# Adjunction Signature: abuse of notation or actual functor?

In "Relational Algebra by Way of Adjunctions," found at author's page (doi), section 2.4, an adjunction is described using the signature:

$$L \dashv R:\mathscr{D}\to \mathscr{C}.$$

Based purely on how my understanding of type signatures work, the above states that the concept, $$L \dashv R$$, is an arrow from $$\mathscr{D}$$ to $$\mathscr{C}$$--a Functor in this case. However, it seems to me that this may be a convenient (and seemingly standard) way to call out the relevant categories involved.
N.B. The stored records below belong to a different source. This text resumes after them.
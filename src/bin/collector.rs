use chrono::Local;
use clap::Parser;
use netstat_collector::collector::{Collector, CycleError, CycleReport, Fetcher, HttpFetcher};
use netstat_collector::config::CollectorConfig;
use netstat_collector::db::{self, TrafficLedger, lease_service::LeaseStore};
use netstat_collector::logging::init_logging;
use netstat_collector::version::VERSION;
use std::sync::Arc;
use tokio::time::{MissedTickBehavior, interval};
use tracing::{error, info, warn};

#[derive(Parser, Debug)]
#[command(author, version, about, long_about = None)]
struct Args {
    /// Path to the configuration file
    #[arg(short, long)]
    config: Option<String>,

    /// Run a single collection cycle and exit
    #[arg(long)]
    once: bool,
}

#[tokio::main]
async fn main() -> Result<(), Box<dyn std::error::Error + Send + Sync>> {
    // Keep the plain one-line output for --version.
    if std::env::args().any(|arg| arg == "--version") {
        println!("netstat-collector version: {VERSION}");
        return Ok(());
    }

    let args = Args::parse();

    let config = match CollectorConfig::load(args.config.as_deref()) {
        Ok(config) => config,
        Err(e) => {
            eprintln!("Failed to load collector configuration: {e}");
            return Err(e.into());
        }
    };

    init_logging(&config.log_dir);
    info!(version = VERSION, "Starting netstat collector.");

    let fetcher: Arc<dyn Fetcher> = Arc::new(HttpFetcher::new(config.fetch_timeout())?);
    // Opened on the first cycle that has routers, reopened after a failure.
    let mut collector: Option<Collector> = None;

    if args.once {
        run_tick(&config, &fetcher, &mut collector).await;
        return Ok(());
    }

    let mut ticker = interval(config.poll_interval());
    ticker.set_missed_tick_behavior(MissedTickBehavior::Delay);
    info!(interval = ?config.poll_interval(), "Polling loop started.");

    loop {
        tokio::select! {
            _ = ticker.tick() => {
                run_tick(&config, &fetcher, &mut collector).await;
            }
            _ = tokio::signal::ctrl_c() => {
                info!("Shutdown signal received. Stopping collector.");
                break;
            }
        }
    }

    Ok(())
}

async fn run_tick(
    config: &CollectorConfig,
    fetcher: &Arc<dyn Fetcher>,
    collector: &mut Option<Collector>,
) {
    info!("Starting data collection cycle...");
    match collect_once(config, fetcher, collector).await {
        Ok(report) if !report.failures.is_empty() => {
            warn!(failures = report.failures.len(), "Cycle finished with failed signals.");
        }
        Ok(_) => {}
        Err(e) => {
            error!(error = %e, "Data collection cycle aborted. Retrying at the next interval.");
        }
    }
}

async fn collect_once(
    config: &CollectorConfig,
    fetcher: &Arc<dyn Fetcher>,
    collector: &mut Option<Collector>,
) -> Result<CycleReport, CycleError> {
    let routers = config.load_routers().map_err(CycleError::Config)?;
    if routers.is_empty() {
        info!("No routers configured. Exiting this cycle.");
        return Ok(CycleReport::default());
    }

    let active = match collector.take() {
        Some(active) => active,
        None => open_collector(config, fetcher.clone())?,
    };

    // One timestamp for every write of the cycle.
    let now = Local::now().naive_local();
    let result = active.run_cycle(&routers, now).await;

    if matches!(result, Err(CycleError::MonthlyReset(_))) {
        // Storage may be gone; reopen on the next tick.
        return result;
    }
    *collector = Some(active);
    result
}

fn open_collector(
    config: &CollectorConfig,
    fetcher: Arc<dyn Fetcher>,
) -> Result<Collector, CycleError> {
    std::fs::create_dir_all(&config.data_dir)?;

    let stats_path = config.stats_db_path();
    let stats_pool = db::open_file_pool(&stats_path).map_err(CycleError::Storage)?;
    let ledger = TrafficLedger::new(stats_pool, config.reset_policy).map_err(CycleError::Storage)?;

    let leases_path = config.leases_db_path();
    let lease_pool = db::open_file_pool(&leases_path).map_err(CycleError::Storage)?;
    let leases = LeaseStore::new(lease_pool).map_err(CycleError::Storage)?;

    info!(
        stats_db = %stats_path.display(),
        leases_db = %leases_path.display(),
        reset_policy = ?config.reset_policy,
        "Storage opened."
    );
    Ok(Collector::new(fetcher, ledger, leases))
}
From the adjunctions in the paper, $$\eta$$ and the component functors are utilized, but I don't see that $$L \dashv R$$ is ever actually used as a $$\mathscr{D} \to \mathscr{C}$$ functor in its own right.

On the other hand, I'm in no position to just assume that the authors didn't really mean what they wrote--these guys are good. So my question, is $$L\dashv R:\mathscr{D}\to \mathscr{C}$$ a functor? What is the definition of that functor for $$\Delta\dashv\times$$, or any of the adjunctions in figure 3?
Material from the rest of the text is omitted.